* [Instructions to follow]
Report every line from the following entries that contains the string "JsonFileStore".

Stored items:
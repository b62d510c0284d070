//! Storage port for the selector memory document
//!
//! The memory keeps every mapping in process and hands the complete set to a
//! [`MappingStore`] after each change. Stores only need to load and save the
//! whole document, which keeps swapping in another backend cheap.

use crate::errors::{ResolverError, Result};
use crate::mapping::ElementMapping;
use async_trait::async_trait;
use std::path::{Path, PathBuf};
use std::sync::atomic::{AtomicU64, Ordering};
use std::sync::Mutex;
use tracing::debug;

#[async_trait]
pub trait MappingStore: Send + Sync {
    /// Read every stored mapping. A store that has never been written loads as empty.
    async fn load(&self) -> Result<Vec<ElementMapping>>;

    /// Replace the stored document with `mappings`.
    async fn save(&self, mappings: &[ElementMapping]) -> Result<()>;
}

static TEMP_COUNTER: AtomicU64 = AtomicU64::new(0);

/// Keeps the memory as a pretty-printed JSON array in one file.
///
/// Saves write a sibling temp file and rename it over the document, so a
/// reader never sees a half-written file.
#[derive(Debug, Clone)]
pub struct JsonFileStore {
    path: PathBuf,
}

impl JsonFileStore {
    pub fn new(path: impl Into<PathBuf>) -> Self {
        Self { path: path.into() }
    }

    pub fn path(&self) -> &Path {
        &self.path
    }

    fn temp_path(&self) -> PathBuf {
        let name = self
            .path
            .file_name()
            .map(|n| n.to_string_lossy().into_owned())
            .unwrap_or_else(|| "selector_memory.json".to_string());
        let seq = TEMP_COUNTER.fetch_add(1, Ordering::Relaxed);
        self.path
            .with_file_name(format!(".{name}.{}.{seq}.tmp", std::process::id()))
    }
}

#[async_trait]
impl MappingStore for JsonFileStore {
    async fn load(&self) -> Result<Vec<ElementMapping>> {
        let text = match tokio::fs::read_to_string(&self.path).await {
            Ok(text) => text,
            Err(e) if e.kind() == std::io::ErrorKind::NotFound => {
                debug!(
                    "[selector_memory] No memory document at {}",
                    self.path.display()
                );
                return Ok(Vec::new());
            }
            Err(e) => return Err(e.into()),
        };
        Ok(serde_json::from_str(&text)?)
    }

    async fn save(&self, mappings: &[ElementMapping]) -> Result<()> {
        let json = serde_json::to_string_pretty(mappings)?;
        if let Some(parent) = self.path.parent().filter(|p| !p.as_os_str().is_empty()) {
            tokio::fs::create_dir_all(parent).await?;
        }
        let tmp = self.temp_path();
        tokio::fs::write(&tmp, json).await?;
        if let Err(e) = tokio::fs::rename(&tmp, &self.path).await {
            let _ = tokio::fs::remove_file(&tmp).await;
            return Err(e.into());
        }
        Ok(())
    }
}

/// Keeps the serialized document in process; nothing survives a restart.
#[derive(Debug, Default)]
pub struct InMemoryStore {
    document: Mutex<Option<String>>,
}

impl InMemoryStore {
    pub fn new() -> Self {
        Self::default()
    }

    /// Start from a raw document, valid or not.
    pub fn with_document(text: impl Into<String>) -> Self {
        Self {
            document: Mutex::new(Some(text.into())),
        }
    }

    /// The last saved document, if any.
    pub fn document(&self) -> Option<String> {
        self.document.lock().ok().and_then(|doc| doc.clone())
    }
}

#[async_trait]
impl MappingStore for InMemoryStore {
    async fn load(&self) -> Result<Vec<ElementMapping>> {
        match self.document() {
            Some(text) => Ok(serde_json::from_str(&text)?),
            None => Ok(Vec::new()),
        }
    }

    async fn save(&self, mappings: &[ElementMapping]) -> Result<()> {
        let json = serde_json::to_string(mappings)?;
        let mut doc = self
            .document
            .lock()
            .map_err(|_| ResolverError::Storage("in-memory document lock poisoned".into()))?;
        *doc = Some(json);
        Ok(())
    }
}

#[cfg(test)]
mod tests {
    use super::*;
    use crate::selector::{Selector, SelectorKind};

    fn sample() -> Vec<ElementMapping> {
        let mut mapping = ElementMapping::new("com.social", "post_button");
        mapping.apply_success(Selector::new(SelectorKind::Text, "Share", 0.6), None);
        vec![mapping]
    }

    #[tokio::test]
    async fn test_file_store_missing_file_is_empty() {
        let dir = tempfile::tempdir().unwrap();
        let store = JsonFileStore::new(dir.path().join("absent.json"));
        assert!(store.load().await.unwrap().is_empty());
    }

    #[tokio::test]
    async fn test_file_store_creates_parent_dirs_and_reloads() {
        let dir = tempfile::tempdir().unwrap();
        let store = JsonFileStore::new(dir.path().join("nested/deeper/memory.json"));
        store.save(&sample()).await.unwrap();

        let loaded = store.load().await.unwrap();
        assert_eq!(loaded.len(), 1);
        assert_eq!(loaded[0].element_key, "post_button");
        assert_eq!(loaded[0].success_count, 1);
        assert_eq!(loaded[0].selectors[0].value, "Share");
        assert_eq!(loaded[0].selectors[0].confidence, 0.6);
    }

    #[tokio::test]
    async fn test_file_store_save_replaces_document_without_leftovers() {
        let dir = tempfile::tempdir().unwrap();
        let path = dir.path().join("memory.json");
        std::fs::write(&path, "{ stale").unwrap();
        let store = JsonFileStore::new(&path);

        store.save(&sample()).await.unwrap();
        store.save(&[]).await.unwrap();

        assert!(store.load().await.unwrap().is_empty());
        let entries: Vec<_> = std::fs::read_dir(dir.path())
            .unwrap()
            .map(|e| e.unwrap().file_name().to_string_lossy().into_owned())
            .collect();
        assert_eq!(entries, ["memory.json"]);
    }

    #[tokio::test]
    async fn test_file_store_corrupt_document_is_an_error() {
        let dir = tempfile::tempdir().unwrap();
        let path = dir.path().join("memory.json");
        std::fs::write(&path, "{ this is not json").unwrap();
        let err = JsonFileStore::new(&path).load().await.unwrap_err();
        assert!(matches!(err, ResolverError::Serialization(_)));
    }

    #[tokio::test]
    async fn test_in_memory_store_keeps_last_save() {
        let store = InMemoryStore::new();
        assert!(store.load().await.unwrap().is_empty());
        store.save(&sample()).await.unwrap();
        assert!(store.document().unwrap().contains("\"Share\""));
        assert_eq!(store.load().await.unwrap().len(), 1);
    }
}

* [Result]
pub struct JsonFileStore {
impl JsonFileStore {
impl MappingStore for JsonFileStore {
        let store = JsonFileStore::new(dir.path().join("absent.json"));
        let store = JsonFileStore::new(dir.path().join("nested/deeper/memory.json"));
        let store = JsonFileStore::new(&path);
        let err = JsonFileStore::new(&path).load().await.unwrap_err();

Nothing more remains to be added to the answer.